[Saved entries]
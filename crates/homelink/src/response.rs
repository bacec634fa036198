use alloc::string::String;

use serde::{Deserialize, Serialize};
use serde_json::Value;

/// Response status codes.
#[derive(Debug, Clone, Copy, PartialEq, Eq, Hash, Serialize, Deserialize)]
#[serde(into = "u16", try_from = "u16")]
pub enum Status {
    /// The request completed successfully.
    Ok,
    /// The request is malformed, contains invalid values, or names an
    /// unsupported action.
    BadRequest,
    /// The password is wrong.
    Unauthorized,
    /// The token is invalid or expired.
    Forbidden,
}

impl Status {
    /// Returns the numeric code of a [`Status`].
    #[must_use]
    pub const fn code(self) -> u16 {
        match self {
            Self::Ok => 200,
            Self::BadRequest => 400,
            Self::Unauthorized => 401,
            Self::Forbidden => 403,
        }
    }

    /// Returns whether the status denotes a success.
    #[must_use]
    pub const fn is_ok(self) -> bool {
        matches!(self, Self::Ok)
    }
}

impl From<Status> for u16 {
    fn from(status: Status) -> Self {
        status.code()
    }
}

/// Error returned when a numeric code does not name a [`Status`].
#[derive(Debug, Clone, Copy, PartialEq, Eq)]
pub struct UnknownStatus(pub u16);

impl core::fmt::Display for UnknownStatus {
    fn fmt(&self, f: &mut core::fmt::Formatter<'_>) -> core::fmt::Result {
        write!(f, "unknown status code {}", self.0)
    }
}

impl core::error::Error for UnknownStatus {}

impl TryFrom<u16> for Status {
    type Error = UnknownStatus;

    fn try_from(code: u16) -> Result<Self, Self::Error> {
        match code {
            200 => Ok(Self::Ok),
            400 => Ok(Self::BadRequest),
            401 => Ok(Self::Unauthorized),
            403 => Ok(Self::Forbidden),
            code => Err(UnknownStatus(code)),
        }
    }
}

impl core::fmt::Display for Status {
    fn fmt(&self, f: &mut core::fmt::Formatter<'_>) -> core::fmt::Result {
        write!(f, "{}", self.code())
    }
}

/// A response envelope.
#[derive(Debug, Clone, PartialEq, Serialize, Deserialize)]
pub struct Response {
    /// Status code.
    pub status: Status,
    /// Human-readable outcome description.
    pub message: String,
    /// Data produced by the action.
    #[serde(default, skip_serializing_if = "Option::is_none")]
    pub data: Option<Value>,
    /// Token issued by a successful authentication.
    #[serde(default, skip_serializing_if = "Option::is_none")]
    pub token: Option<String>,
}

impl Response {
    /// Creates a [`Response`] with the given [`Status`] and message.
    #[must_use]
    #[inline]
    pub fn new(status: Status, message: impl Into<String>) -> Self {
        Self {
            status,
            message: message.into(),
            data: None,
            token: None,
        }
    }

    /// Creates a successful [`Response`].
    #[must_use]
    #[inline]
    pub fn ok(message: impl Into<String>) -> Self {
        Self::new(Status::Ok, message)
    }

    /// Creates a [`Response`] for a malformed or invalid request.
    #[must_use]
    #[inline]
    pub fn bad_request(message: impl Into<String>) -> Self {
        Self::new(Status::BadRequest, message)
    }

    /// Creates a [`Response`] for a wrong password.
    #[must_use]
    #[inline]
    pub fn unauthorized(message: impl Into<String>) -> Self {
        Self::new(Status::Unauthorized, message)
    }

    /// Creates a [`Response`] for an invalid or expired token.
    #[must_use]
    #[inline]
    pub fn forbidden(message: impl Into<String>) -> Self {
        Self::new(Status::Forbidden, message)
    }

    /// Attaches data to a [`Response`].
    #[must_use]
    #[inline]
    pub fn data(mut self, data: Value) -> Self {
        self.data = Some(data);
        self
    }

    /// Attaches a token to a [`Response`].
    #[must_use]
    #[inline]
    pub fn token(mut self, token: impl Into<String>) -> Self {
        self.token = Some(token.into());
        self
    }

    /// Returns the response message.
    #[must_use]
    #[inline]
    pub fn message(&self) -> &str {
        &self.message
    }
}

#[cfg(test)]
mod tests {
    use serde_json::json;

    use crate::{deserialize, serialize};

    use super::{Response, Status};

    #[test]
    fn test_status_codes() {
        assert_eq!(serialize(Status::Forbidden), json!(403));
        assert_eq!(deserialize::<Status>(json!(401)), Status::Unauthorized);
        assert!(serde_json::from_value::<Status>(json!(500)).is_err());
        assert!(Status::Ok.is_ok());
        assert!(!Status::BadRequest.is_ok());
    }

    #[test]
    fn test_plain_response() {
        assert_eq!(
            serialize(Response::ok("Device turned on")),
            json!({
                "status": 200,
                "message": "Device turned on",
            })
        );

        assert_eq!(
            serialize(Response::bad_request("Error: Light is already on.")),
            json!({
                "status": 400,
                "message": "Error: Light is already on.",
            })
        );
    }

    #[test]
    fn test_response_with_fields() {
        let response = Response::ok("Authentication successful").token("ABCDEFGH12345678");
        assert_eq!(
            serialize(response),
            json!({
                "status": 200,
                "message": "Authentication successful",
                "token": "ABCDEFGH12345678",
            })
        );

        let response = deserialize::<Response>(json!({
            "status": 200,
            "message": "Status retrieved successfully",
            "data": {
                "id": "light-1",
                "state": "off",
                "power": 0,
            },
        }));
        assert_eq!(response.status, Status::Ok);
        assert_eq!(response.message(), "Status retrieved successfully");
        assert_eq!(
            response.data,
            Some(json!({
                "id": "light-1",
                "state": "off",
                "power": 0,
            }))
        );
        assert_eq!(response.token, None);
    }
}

_To do_
How many lines of the entries contain the string "write"? Answer with a number and no other words.

_Result_
2